Greater Mitochondrial DNA Pathogenicity is Associated with Greater Regional Cerebral Blood Flow in Youth Bipolar Disorder

Mitochondrial dysfunction is implicated in the neuropathology of bipolar disorder (BD). Mitochondrial DNA (mtDNA) variants are associated with anomalous cerebral energy metabolism and with increased risk for BD. Little is known about the relevance of mtDNA to cerebral blood flow (CBF) in BD. Participants included 101 youth (BD, n = 56; Control group, n = 45; ages 13–20). The Miseq platform was used to sequence saliva mtDNA. The mtDNA-Server pipeline was used for variant calling and annotation. mtDNA common variants (i.e. minor allele frequency larger than 5%) were included in the analyses due to sample size. We generated an mtDNA variant functional impact (FI) score by performing functional analysis using Mutserve and summing across the MutPred, Selection Score, and MitoTool algorithms.

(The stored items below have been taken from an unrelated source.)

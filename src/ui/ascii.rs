// ASCII control codes and helpers for ANSI sequence composition.

/// ESC (escape) control character.
pub const ESC: char = '\x1B';

#[macro_export]
macro_rules! csi {
    ($suffix:literal) => {
        concat!("\x1B[", $suffix)
    };
}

CBF was measured using pseudo-continuous arterial spin labeling magnetic resonance imaging. Region of interest (ROI) analyses examined FI scores in relation to CBF in the anterior cingulate cortex (ACC) and global gray matter, controlling for age and sex. Voxel-based analyses were also conducted. In ROI analyses, higher mtDNA FI score was associated with higher ACC CBF in the overall sample (β = 0.20, p  = 0.045). In voxel-based analyses, higher mtDNA FI score was associated with higher CBF in regions within the basal ganglia, frontal and parietal lobe, and cingulate within the overall sample and within the BD group. This study found that higher mtDNA FI score, putatively reflecting mtDNA pathogenicity, was associated with higher regional CBF among youth. Present findings add to the evidence that elevated CBF may be a compensatory mechanism in youth with BD.